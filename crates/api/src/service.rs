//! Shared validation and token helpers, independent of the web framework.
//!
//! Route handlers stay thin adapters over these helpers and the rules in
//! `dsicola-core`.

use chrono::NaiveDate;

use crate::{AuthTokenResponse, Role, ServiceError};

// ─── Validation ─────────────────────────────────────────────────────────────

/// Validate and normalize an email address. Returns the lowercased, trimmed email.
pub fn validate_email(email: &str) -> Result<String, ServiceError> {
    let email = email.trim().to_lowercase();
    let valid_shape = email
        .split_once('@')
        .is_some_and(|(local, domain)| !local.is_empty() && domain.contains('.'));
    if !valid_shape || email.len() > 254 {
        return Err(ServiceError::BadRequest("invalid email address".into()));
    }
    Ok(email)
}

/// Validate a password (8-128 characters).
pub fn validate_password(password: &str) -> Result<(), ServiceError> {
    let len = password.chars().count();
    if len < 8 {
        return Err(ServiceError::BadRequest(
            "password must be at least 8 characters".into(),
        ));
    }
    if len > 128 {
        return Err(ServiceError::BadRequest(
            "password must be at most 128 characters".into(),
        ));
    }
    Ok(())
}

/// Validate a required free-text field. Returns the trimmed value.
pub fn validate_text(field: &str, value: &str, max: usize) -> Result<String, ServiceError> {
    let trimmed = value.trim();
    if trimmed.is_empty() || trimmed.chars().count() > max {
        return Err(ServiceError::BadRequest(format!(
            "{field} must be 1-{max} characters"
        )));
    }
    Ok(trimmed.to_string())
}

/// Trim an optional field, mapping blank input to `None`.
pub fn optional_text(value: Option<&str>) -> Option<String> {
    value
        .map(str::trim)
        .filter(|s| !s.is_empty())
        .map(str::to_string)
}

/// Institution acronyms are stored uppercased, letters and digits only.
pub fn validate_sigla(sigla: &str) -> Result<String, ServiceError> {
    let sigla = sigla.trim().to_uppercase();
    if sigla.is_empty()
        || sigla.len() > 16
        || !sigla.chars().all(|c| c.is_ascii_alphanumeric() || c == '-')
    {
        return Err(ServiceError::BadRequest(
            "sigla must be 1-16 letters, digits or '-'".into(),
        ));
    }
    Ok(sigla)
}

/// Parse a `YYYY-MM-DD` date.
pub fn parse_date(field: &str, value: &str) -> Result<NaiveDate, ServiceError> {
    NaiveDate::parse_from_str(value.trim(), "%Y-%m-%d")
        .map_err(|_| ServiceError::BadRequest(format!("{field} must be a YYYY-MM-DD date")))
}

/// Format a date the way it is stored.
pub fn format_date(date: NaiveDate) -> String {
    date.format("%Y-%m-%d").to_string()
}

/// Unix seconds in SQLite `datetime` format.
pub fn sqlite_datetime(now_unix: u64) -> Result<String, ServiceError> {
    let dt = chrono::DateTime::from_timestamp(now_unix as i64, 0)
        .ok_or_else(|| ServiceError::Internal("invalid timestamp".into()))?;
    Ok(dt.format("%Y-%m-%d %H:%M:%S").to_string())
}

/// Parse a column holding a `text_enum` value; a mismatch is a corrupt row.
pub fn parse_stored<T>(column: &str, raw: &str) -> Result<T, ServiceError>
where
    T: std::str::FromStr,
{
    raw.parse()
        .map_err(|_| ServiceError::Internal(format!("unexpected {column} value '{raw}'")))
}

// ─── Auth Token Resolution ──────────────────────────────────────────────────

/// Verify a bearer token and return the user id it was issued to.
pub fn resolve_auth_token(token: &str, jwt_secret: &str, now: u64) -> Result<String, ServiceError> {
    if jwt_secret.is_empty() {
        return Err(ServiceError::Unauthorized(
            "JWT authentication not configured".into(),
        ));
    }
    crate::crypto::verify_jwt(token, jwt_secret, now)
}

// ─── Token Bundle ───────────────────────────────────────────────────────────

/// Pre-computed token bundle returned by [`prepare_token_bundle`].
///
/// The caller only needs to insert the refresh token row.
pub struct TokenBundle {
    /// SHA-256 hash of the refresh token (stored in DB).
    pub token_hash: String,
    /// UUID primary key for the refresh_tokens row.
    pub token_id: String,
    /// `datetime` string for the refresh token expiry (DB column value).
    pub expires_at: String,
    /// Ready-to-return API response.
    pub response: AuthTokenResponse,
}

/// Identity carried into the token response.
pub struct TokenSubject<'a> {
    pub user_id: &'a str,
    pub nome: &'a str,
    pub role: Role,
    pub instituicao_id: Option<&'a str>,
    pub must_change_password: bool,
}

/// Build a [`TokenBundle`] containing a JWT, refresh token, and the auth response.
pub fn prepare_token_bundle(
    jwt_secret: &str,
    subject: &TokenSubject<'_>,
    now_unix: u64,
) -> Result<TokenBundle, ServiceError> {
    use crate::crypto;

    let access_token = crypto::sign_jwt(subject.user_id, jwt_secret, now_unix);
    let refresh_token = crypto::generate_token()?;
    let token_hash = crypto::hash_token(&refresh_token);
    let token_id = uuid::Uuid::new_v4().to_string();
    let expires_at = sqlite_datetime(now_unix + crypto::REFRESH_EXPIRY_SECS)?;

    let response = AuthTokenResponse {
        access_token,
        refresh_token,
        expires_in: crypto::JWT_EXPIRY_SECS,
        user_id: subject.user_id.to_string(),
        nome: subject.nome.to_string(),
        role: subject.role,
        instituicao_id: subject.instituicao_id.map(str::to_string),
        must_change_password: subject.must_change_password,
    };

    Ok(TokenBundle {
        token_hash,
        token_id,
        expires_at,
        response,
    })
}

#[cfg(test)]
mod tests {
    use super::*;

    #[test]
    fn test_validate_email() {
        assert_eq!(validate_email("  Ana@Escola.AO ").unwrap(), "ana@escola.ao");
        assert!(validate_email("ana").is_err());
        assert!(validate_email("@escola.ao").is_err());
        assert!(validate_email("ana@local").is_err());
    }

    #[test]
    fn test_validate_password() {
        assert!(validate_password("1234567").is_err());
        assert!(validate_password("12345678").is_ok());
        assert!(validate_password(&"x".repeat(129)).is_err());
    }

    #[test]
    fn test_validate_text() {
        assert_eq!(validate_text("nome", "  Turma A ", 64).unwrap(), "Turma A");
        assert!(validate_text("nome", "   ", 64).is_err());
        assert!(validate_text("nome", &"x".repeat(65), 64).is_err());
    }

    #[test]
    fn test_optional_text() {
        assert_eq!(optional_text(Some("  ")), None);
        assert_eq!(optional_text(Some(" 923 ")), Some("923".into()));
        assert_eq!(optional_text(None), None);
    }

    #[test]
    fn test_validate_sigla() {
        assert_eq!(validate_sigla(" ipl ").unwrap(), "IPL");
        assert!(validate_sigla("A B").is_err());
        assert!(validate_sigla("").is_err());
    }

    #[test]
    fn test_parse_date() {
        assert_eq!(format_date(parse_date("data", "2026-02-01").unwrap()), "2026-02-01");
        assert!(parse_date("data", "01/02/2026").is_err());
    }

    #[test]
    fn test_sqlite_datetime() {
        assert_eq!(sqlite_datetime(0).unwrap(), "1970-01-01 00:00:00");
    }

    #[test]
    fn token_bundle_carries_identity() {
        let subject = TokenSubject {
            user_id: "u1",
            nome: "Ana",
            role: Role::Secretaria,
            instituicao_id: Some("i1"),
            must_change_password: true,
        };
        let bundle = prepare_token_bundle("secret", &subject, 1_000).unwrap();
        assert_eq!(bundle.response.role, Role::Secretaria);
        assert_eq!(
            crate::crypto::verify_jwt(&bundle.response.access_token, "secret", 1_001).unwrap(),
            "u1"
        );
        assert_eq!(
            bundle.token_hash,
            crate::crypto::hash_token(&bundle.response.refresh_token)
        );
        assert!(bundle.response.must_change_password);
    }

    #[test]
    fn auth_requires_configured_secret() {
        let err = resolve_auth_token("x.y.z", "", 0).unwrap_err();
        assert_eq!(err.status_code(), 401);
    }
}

※

The task: Write out all of the records once more, exactly.

Exercise solution:
filename crates/api/src/service.rs
//! Shared validation and token helpers, independent of the web framework.
//!
//! Route handlers stay thin adapters over these helpers and the rules in
//! `dsicola-core`.

use chrono::NaiveDate;

use crate::{AuthTokenResponse, Role, ServiceError};

// ─── Validation ─────────────────────────────────────────────────────────────

/// Validate and normalize an email address. Returns the lowercased, trimmed email.
pub fn validate_email(email: &str) -> Result<String, ServiceError> {
    let email = email.trim().to_lowercase();
    let valid_shape = email
        .split_once('@')
        .is_some_and(|(local, domain)| !local.is_empty() && domain.contains('.'));
    if !valid_shape || email.len() > 254 {
        return Err(ServiceError::BadRequest("invalid email address".into()));
    }
    Ok(email)
}

/// Validate a password (8-128 characters).
pub fn validate_password(password: &str) -> Result<(), ServiceError> {
    let len = password.chars().count();
    if len < 8 {
        return Err(ServiceError::BadRequest(
            "password must be at least 8 characters".into(),
        ));
    }
    if len > 128 {
        return Err(ServiceError::BadRequest(
            "password must be at most 128 characters".into(),
        ));
    }
    Ok(())
}

/// Validate a required free-text field. Returns the trimmed value.
pub fn validate_text(field: &str, value: &str, max: usize) -> Result<String, ServiceError> {
    let trimmed = value.trim();
    if trimmed.is_empty() || trimmed.chars().count() > max {
        return Err(ServiceError::BadRequest(format!(
            "{field} must be 1-{max} characters"
        )));
    }
    Ok(trimmed.to_string())
}

/// Trim an optional field, mapping blank input to `None`.
pub fn optional_text(value: Option<&str>) -> Option<String> {
    value
        .map(str::trim)
        .filter(|s| !s.is_empty())
        .map(str::to_string)
}

/// Institution acronyms are stored uppercased, letters and digits only.
pub fn validate_sigla(sigla: &str) -> Result<String, ServiceError> {
    let sigla = sigla.trim().to_uppercase();
    if sigla.is_empty()
        || sigla.len() > 16
        || !sigla.chars().all(|c| c.is_ascii_alphanumeric() || c == '-')
    {
        return Err(ServiceError::BadRequest(
            "sigla must be 1-16 letters, digits or '-'".into(),
        ));
    }
    Ok(sigla)
}

/// Parse a `YYYY-MM-DD` date.
pub fn parse_date(field: &str, value: &str) -> Result<NaiveDate, ServiceError> {
    NaiveDate::parse_from_str(value.trim(), "%Y-%m-%d")
        .map_err(|_| ServiceError::BadRequest(format!("{field} must be a YYYY-MM-DD date")))
}

/// Format a date the way it is stored.
pub fn format_date(date: NaiveDate) -> String {
    date.format("%Y-%m-%d").to_string()
}

/// Unix seconds in SQLite `datetime` format.
pub fn sqlite_datetime(now_unix: u64) -> Result<String, ServiceError> {
    let dt = chrono::DateTime::from_timestamp(now_unix as i64, 0)
        .ok_or_else(|| ServiceError::Internal("invalid timestamp".into()))?;
    Ok(dt.format("%Y-%m-%d %H:%M:%S").to_string())
}

/// Parse a column holding a `text_enum` value; a mismatch is a corrupt row.
pub fn parse_stored<T>(column: &str, raw: &str) -> Result<T, ServiceError>
where
    T: std::str::FromStr,
{
    raw.parse()
        .map_err(|_| ServiceError::Internal(format!("unexpected {column} value '{raw}'")))
}

// ─── Auth Token Resolution ──────────────────────────────────────────────────

/// Verify a bearer token and return the user id it was issued to.
pub fn resolve_auth_token(token: &str, jwt_secret: &str, now: u64) -> Result<String, ServiceError> {
    if jwt_secret.is_empty() {
        return Err(ServiceError::Unauthorized(
            "JWT authentication not configured".into(),
        ));
    }
    crate::crypto::verify_jwt(token, jwt_secret, now)
}

// ─── Token Bundle ───────────────────────────────────────────────────────────

/// Pre-computed token bundle returned by [`prepare_token_bundle`].
///
/// The caller only needs to insert the refresh token row.
pub struct TokenBundle {
    /// SHA-256 hash of the refresh token (stored in DB).
    pub token_hash: String,
    /// UUID primary key for the refresh_tokens row.
    pub token_id: String,
    /// `datetime` string for the refresh token expiry (DB column value).
    pub expires_at: String,
    /// Ready-to-return API response.
    pub response: AuthTokenResponse,
}

/// Identity carried into the token response.
pub struct TokenSubject<'a> {
    pub user_id: &'a str,
    pub nome: &'a str,
    pub role: Role,
    pub instituicao_id: Option<&'a str>,
    pub must_change_password: bool,
}

/// Build a [`TokenBundle`] containing a JWT, refresh token, and the auth response.
pub fn prepare_token_bundle(
    jwt_secret: &str,
    subject: &TokenSubject<'_>,
    now_unix: u64,
) -> Result<TokenBundle, ServiceError> {
    use crate::crypto;

    let access_token = crypto::sign_jwt(subject.user_id, jwt_secret, now_unix);
    let refresh_token = crypto::generate_token()?;
    let token_hash = crypto::hash_token(&refresh_token);
    let token_id = uuid::Uuid::new_v4().to_string();
    let expires_at = sqlite_datetime(now_unix + crypto::REFRESH_EXPIRY_SECS)?;

    let response = AuthTokenResponse {
        access_token,
        refresh_token,
        expires_in: crypto::JWT_EXPIRY_SECS,
        user_id: subject.user_id.to_string(),
        nome: subject.nome.to_string(),
        role: subject.role,
        instituicao_id: subject.instituicao_id.map(str::to_string),
        must_change_password: subject.must_change_password,
    };

    Ok(TokenBundle {
        token_hash,
        token_id,
        expires_at,
        response,
    })
}

#[cfg(test)]
mod tests {
    use super::*;

    #[test]
    fn test_validate_email() {
        assert_eq!(validate_email("  Ana@Escola.AO ").unwrap(), "ana@escola.ao");
        assert!(validate_email("ana").is_err());
        assert!(validate_email("@escola.ao").is_err());
        assert!(validate_email("ana@local").is_err());
    }

    #[test]
    fn test_validate_password() {
        assert!(validate_password("1234567").is_err());
        assert!(validate_password("12345678").is_ok());
        assert!(validate_password(&"x".repeat(129)).is_err());
    }

    #[test]
    fn test_validate_text() {
        assert_eq!(validate_text("nome", "  Turma A ", 64).unwrap(), "Turma A");
        assert!(validate_text("nome", "   ", 64).is_err());
        assert!(validate_text("nome", &"x".repeat(65), 64).is_err());
    }

    #[test]
    fn test_optional_text() {
        assert_eq!(optional_text(Some("  ")), None);
        assert_eq!(optional_text(Some(" 923 ")), Some("923".into()));
        assert_eq!(optional_text(None), None);
    }

    #[test]
    fn test_validate_sigla() {
        assert_eq!(validate_sigla(" ipl ").unwrap(), "IPL");
        assert!(validate_sigla("A B").is_err());
        assert!(validate_sigla("").is_err());
    }

    #[test]
    fn test_parse_date() {
        assert_eq!(format_date(parse_date("data", "2026-02-01").unwrap()), "2026-02-01");
        assert!(parse_date("data", "01/02/2026").is_err());
    }

    #[test]
    fn test_sqlite_datetime() {
        assert_eq!(sqlite_datetime(0).unwrap(), "1970-01-01 00:00:00");
    }

    #[test]
    fn token_bundle_carries_identity() {
        let subject = TokenSubject {
            user_id: "u1",
            nome: "Ana",
            role: Role::Secretaria,
            instituicao_id: Some("i1"),
            must_change_password: true,
        };
        let bundle = prepare_token_bundle("secret", &subject, 1_000).unwrap();
        assert_eq!(bundle.response.role, Role::Secretaria);
        assert_eq!(
            crate::crypto::verify_jwt(&bundle.response.access_token, "secret", 1_001).unwrap(),
            "u1"
        );
        assert_eq!(
            bundle.token_hash,
            crate::crypto::hash_token(&bundle.response.refresh_token)
        );
        assert!(bundle.response.must_change_password);
    }

    #[test]
    fn auth_requires_configured_secret() {
        let err = resolve_auth_token("x.y.z", "", 0).unwrap_err();
        assert_eq!(err.status_code(), 401);
    }
}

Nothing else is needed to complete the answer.